The pilot study will utilise the Qatar-microarray Chip, known as Q-Chip, on umbilical cord blood post-delivery.

The Hamad Medical Corporation (HMC) and Heidelberg University Hospital (HUH) in Germany have collaborated to introduce a newborn screening program that detects hidden genetic diseases before clinical presentation.

This is done by measuring certain biochemical metabolites, which are small molecules found in the body that are an integral part of metabolism.

As the field of genomic medicine progresses beyond current limits, it is now feasible to use sophisticated genomic tools to boost newborn screening to detect hidden genetic diseases that go unnoticed by the current newborn screening.

“Our goal is to develop a novel and innovative screening tool to detect genetic disorders before clinical presentation, particularly those genetic disorders that cannot be detected by the standard newborn screening tools available currently,” said Dr Saad Alkaabi, chairman of the rare disease committee and chairman of the international medical affairs office at HMC.

Assistant chair of the rare disease committee and principal investigator of the research study Dr Reem Alsulaiman spotlighted the potential impact of the new tool saying that “this new tool of genomic newborn screening will lead towards ensuring better disease prevention through early diagnosis and treatment of more complex and rare genetic diseases.”

The program “will transform the traditional newborn screening into an advanced comprehensive program to be more accurate, rapid and cost-effective in detecting diseases and reducing the morbidity and mortality of infants.”

The pilot study will utilise the Qatar-microarray Chip, known as Q-Chip, on umbilical cord blood post-delivery.

Dr Asmaa Althani, executive director of the Precision Medicine Institute, explained that “this chip contains thousands of pathogenic genetic variants that are common in the population of Qatar, however, in this study, we tailored Q-Chip to screen for a selected number of genetic treatable diseases for genomic newborn screening.

The administration of the Q-Chip is supported by the Qatar Biobank and Qatar Genome Program (QGP) and the Diagnostic Genomic Division (DGD) at HMC, she detailed.

In addition to the Q-Chip, special genetic testing for Spinal Muscular Atrophy (SMA), a leading cause of infant mortality, will be conducted for early diagnosis and intervention.

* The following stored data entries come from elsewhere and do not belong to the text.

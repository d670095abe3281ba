//! Infinite-horizon steady state under a constant benefit
//!
//! Solves jointly for the reservation wage `w` and effort `e`:
//!
//! 1. `e = c'^{-1}( β/(1-β) · EX(w) )`
//! 2. `ln w = U(b) - c(e) + β/(1-β) · e · EX(w)`
//!
//! where `EX(w)` is the expected log-surplus of an offer above `w`.
//! Equation 2 is the stationary point of the weekly recursion
//! `ln w_t = (1-β)(U(b) - c(e)) + β ln w_{t+1} + β e EX(w_{t+1})`, so a
//! recursion started from this boundary reproduces it exactly under `b`.

use serde::{Deserialize, Serialize};

use crate::assumptions::{ModelParameters, SolverSettings};
use crate::error::Result;
use crate::numerics::{solve_2d, NewtonSettings};

use super::cost::{benefit_utility, wage_utility};
use super::worker::WorkerModel;

/// Solved boundary condition for one worker type and benefit level
#[derive(Debug, Clone, Copy, PartialEq, Serialize, Deserialize)]
pub struct SteadyState {
    pub reservation_wage: f64,
    pub effort: f64,
    /// Constant benefit the state was solved for
    pub benefit: f64,
    /// Residual norm at the returned point
    pub residual: f64,
    pub iterations: usize,
}

/// Root solver for [`SteadyState`]
#[derive(Debug, Clone)]
pub struct SteadyStateSolver {
    params: ModelParameters,
    initial_guess: (f64, f64),
    newton: NewtonSettings,
}

impl SteadyStateSolver {
    pub fn new(params: ModelParameters, settings: &SolverSettings) -> Self {
        Self {
            params,
            initial_guess: settings.initial_guess,
            newton: NewtonSettings {
                tolerance: settings.tolerance,
                max_iterations: settings.max_iterations,
                ..Default::default()
            },
        }
    }

    /// Replace the starting point of the root solve
    pub fn with_initial_guess(mut self, w0: f64, e0: f64) -> Self {
        self.initial_guess = (w0, e0);
        self
    }

    /// Residuals of the two steady-state equations at `(w, e)`
    pub fn residuals(&self, model: &WorkerModel, benefit: f64, w: f64, e: f64) -> Result<[f64; 2]> {
        let ratio = self.params.discount_ratio();
        let surplus = model.distribution.expected_log_surplus_above(w)?;

        let effort_condition = e - model.cost.marginal_cost_inverse(ratio * surplus)?;
        let value_matching = wage_utility(w)
            - (benefit_utility(benefit, self.params.eta) - model.cost.cost(e))
            - ratio * model.cost.search_production(e) * surplus;

        Ok([effort_condition, value_matching])
    }

    /// Solve for the steady state at a constant `benefit`
    ///
    /// Fails with `NonConvergence` when the residual is still above the
    /// tolerance after the iteration cap.
    pub fn solve(&self, model: &WorkerModel, benefit: f64) -> Result<SteadyState> {
        let (w0, e0) = self.initial_guess;
        let root = solve_2d(
            |x| self.residuals(model, benefit, x[0], x[1]),
            |x| x[0] > 0.0 && x[1] >= 0.0 && x[0].is_finite() && x[1].is_finite(),
            [w0, e0],
            &self.newton,
        )?;

        log::info!(
            "steady state for {} at b = {benefit}: w = {:.6}, e = {:.6} (residual {:.2e}, {} iterations)",
            model.name(),
            root.x[0],
            root.x[1],
            root.residual,
            root.iterations
        );

        Ok(SteadyState {
            reservation_wage: root.x[0],
            effort: root.x[1],
            benefit,
            residual: root.residual,
            iterations: root.iterations,
        })
    }

    /// Steady state at the worker's own benefit floor
    pub fn solve_floor(&self, model: &WorkerModel) -> Result<SteadyState> {
        self.solve(model, model.worker.b_floor)
    }
}

#[cfg(test)]
mod tests {
    use super::*;
    use crate::assumptions::WorkerType;
    use crate::error::SearchError;

    fn reference_worker() -> WorkerType {
        WorkerType {
            name: "reference".into(),
            k: 4.0,
            mu: 1.0,
            sigma: 0.5,
            benefit_level: 3.0,
            b_floor: 2.0,
            entry_share: 1.0,
        }
    }

    fn model(worker: &WorkerType) -> (WorkerModel, SteadyStateSolver) {
        let params = ModelParameters::default();
        let settings = SolverSettings::default();
        let model = WorkerModel::new(worker, &params, settings.quadrature_tolerance).unwrap();
        (model, SteadyStateSolver::new(params, &settings))
    }

    #[test]
    fn test_reference_steady_state_converges() {
        let (model, solver) = model(&reference_worker());
        let ss = solver.solve(&model, 2.0).unwrap();

        assert!(ss.residual < 1e-6);
        assert!(ss.reservation_wage > 2.0);
        assert!(ss.effort > 0.0 && ss.effort < 1.0);
        // Independently computed reference point
        assert!((ss.reservation_wage - 8.0196).abs() < 1e-3, "w_ss = {}", ss.reservation_wage);
        assert!((ss.effort - 0.7712).abs() < 1e-3, "e_ss = {}", ss.effort);
    }

    #[test]
    fn test_residuals_vanish_at_solution() {
        let (model, solver) = model(&reference_worker());
        let ss = solver.solve_floor(&model).unwrap();
        let r = solver.residuals(&model, 2.0, ss.reservation_wage, ss.effort).unwrap();
        assert!(r[0].abs() < 1e-6 && r[1].abs() < 1e-6);
    }

    #[test]
    fn test_higher_benefit_raises_reservation_wage() {
        let (model, solver) = model(&reference_worker());
        let low = solver.solve(&model, 2.0).unwrap();
        let high = solver.solve(&model, 3.0).unwrap();
        assert!(high.reservation_wage > low.reservation_wage);
        assert!(high.effort < low.effort);
    }

    #[test]
    fn test_iteration_cap_reports_non_convergence() {
        let worker = reference_worker();
        let params = ModelParameters::default();
        let settings = SolverSettings {
            max_iterations: 1,
            tolerance: 1e-14,
            ..Default::default()
        };
        let model = WorkerModel::new(&worker, &params, settings.quadrature_tolerance).unwrap();
        let solver = SteadyStateSolver::new(params, &settings);

        match solver.solve(&model, 2.0).unwrap_err() {
            SearchError::NonConvergence { residual, iterations, .. } => {
                assert!(residual > 1e-14);
                assert_eq!(iterations, 1);
            }
            other => panic!("unexpected error: {other:?}"),
        }
    }

    #[test]
    fn test_infeasible_initial_guess() {
        let (model, solver) = model(&reference_worker());
        let solver = solver.with_initial_guess(-1.0, 0.5);
        assert!(solver.solve(&model, 2.0).is_err());
    }
}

Chief of the genomic and genetic medicine division Dr Tawfeg Ben Omran emphasised the approach: “The SMA testing will be done in addition to the Q-Chip and the standard metabolic newborn screening for better detection of several metabolic and treatable genetic diseases.”

Dr Hilal Al Rifai, CEO and Medical Director of HMC’s Women’s Wellness and Research Center, underlined the success of the current national newborn screening program, making HMC a pioneer in the Middle East.

For his part, the Head of the Newborn Screening Unit Dr Ghassan Abdoh anticipated significant benefits as “incorporating genomic sequencing into newborn screening program at the population scale, is anticipated to help substantially expand the early detection of treatable metabolic and rare genetic diseases.”

“As these are often the leading cause of infant mortality and lifelong disability, this pilot study holds the promise of providing valuable data that can be used to aid patients and their families.”